== Segment start ==
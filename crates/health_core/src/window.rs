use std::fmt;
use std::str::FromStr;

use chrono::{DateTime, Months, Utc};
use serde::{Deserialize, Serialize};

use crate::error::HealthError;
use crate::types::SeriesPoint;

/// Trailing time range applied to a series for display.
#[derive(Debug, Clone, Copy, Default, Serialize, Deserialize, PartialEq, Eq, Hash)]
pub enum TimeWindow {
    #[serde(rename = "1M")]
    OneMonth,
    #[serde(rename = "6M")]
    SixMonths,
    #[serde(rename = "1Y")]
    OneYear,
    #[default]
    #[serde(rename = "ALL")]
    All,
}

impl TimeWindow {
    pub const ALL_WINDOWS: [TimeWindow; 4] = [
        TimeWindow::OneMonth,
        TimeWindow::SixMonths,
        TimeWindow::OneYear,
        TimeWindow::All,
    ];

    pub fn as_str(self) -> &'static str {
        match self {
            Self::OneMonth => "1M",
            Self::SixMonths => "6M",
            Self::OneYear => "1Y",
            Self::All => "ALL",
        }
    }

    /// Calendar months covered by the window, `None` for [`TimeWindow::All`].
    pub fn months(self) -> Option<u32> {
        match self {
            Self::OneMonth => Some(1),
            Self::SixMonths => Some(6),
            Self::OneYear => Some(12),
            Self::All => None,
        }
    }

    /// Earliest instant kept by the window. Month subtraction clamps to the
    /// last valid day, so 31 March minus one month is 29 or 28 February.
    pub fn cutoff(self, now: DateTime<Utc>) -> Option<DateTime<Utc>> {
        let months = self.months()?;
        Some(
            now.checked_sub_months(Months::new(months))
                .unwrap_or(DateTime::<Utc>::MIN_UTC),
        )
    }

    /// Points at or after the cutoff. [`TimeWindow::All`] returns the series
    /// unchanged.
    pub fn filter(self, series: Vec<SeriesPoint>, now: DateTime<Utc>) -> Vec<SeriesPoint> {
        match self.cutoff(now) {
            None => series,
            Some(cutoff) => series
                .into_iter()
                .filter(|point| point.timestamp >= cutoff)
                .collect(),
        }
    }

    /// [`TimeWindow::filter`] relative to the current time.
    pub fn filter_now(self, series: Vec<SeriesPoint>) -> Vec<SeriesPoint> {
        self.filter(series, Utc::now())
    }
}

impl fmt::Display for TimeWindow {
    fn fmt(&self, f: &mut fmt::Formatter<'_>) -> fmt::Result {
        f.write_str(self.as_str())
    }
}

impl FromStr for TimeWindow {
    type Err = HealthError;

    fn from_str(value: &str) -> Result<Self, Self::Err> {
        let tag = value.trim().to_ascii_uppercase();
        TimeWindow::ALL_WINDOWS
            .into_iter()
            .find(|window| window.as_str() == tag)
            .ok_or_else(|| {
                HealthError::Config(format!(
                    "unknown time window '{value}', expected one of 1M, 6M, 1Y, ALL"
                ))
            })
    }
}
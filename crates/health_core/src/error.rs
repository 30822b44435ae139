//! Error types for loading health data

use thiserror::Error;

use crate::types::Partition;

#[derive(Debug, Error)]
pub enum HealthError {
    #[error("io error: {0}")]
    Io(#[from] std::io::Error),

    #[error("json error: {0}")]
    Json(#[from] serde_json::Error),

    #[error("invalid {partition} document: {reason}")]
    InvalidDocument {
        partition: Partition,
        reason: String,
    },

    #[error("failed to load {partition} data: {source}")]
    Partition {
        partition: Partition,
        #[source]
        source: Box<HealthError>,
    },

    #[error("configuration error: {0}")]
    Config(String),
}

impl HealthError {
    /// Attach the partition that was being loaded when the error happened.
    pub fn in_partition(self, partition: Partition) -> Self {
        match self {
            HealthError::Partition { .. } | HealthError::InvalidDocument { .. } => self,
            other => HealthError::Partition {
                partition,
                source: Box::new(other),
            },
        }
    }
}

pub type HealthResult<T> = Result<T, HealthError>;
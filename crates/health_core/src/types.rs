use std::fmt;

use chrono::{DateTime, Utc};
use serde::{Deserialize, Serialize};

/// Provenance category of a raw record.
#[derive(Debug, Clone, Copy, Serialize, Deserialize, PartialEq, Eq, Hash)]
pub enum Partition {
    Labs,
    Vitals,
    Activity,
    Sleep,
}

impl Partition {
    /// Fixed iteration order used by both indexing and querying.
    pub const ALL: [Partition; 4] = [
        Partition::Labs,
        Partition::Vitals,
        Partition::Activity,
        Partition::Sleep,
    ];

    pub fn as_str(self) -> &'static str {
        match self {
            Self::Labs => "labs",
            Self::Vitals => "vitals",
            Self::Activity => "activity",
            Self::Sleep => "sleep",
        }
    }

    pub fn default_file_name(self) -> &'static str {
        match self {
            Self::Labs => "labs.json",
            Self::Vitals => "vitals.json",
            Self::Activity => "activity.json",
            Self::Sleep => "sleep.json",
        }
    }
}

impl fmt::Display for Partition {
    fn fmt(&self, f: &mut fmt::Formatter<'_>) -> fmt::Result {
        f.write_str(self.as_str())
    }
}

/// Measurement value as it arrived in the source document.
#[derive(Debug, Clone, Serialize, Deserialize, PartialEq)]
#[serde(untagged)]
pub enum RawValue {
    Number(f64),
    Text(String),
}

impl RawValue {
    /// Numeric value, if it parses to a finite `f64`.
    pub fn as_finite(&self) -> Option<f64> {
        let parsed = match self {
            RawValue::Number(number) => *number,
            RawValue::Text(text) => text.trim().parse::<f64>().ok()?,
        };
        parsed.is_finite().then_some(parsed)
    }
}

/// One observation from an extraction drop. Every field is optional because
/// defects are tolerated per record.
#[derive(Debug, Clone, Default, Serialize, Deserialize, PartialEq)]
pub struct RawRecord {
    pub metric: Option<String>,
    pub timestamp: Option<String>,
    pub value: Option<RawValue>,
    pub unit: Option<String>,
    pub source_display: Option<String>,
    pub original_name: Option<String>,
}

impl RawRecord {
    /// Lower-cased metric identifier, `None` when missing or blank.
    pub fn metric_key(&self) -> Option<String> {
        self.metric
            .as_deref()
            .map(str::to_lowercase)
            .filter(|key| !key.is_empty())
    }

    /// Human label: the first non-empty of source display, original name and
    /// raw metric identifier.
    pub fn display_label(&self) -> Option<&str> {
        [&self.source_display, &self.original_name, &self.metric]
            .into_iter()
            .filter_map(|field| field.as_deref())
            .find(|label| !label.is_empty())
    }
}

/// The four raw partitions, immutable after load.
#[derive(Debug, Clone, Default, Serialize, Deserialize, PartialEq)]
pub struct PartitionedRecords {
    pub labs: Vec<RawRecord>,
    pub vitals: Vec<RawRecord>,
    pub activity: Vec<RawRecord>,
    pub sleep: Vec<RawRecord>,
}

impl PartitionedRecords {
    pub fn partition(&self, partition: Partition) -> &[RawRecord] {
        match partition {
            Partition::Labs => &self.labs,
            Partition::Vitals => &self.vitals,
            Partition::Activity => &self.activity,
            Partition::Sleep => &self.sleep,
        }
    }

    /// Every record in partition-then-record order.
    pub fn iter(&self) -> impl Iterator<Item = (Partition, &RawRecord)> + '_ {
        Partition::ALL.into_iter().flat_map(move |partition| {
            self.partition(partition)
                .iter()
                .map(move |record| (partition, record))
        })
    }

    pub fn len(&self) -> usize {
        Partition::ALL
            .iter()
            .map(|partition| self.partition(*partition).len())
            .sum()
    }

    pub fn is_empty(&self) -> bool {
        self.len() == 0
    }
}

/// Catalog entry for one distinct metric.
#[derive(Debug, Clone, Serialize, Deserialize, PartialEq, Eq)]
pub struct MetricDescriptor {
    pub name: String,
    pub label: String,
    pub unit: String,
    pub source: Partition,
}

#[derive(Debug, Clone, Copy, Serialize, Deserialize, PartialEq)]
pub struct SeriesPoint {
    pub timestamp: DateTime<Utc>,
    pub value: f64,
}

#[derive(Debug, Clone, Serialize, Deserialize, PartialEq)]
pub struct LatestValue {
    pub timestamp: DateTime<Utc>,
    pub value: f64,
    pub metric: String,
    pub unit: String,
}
== Segment end ==
WHAT YOU HAVE TO DO: A single number is required: the count of lines in the data above that include the word "Copy".

TASK RESPONSE: 3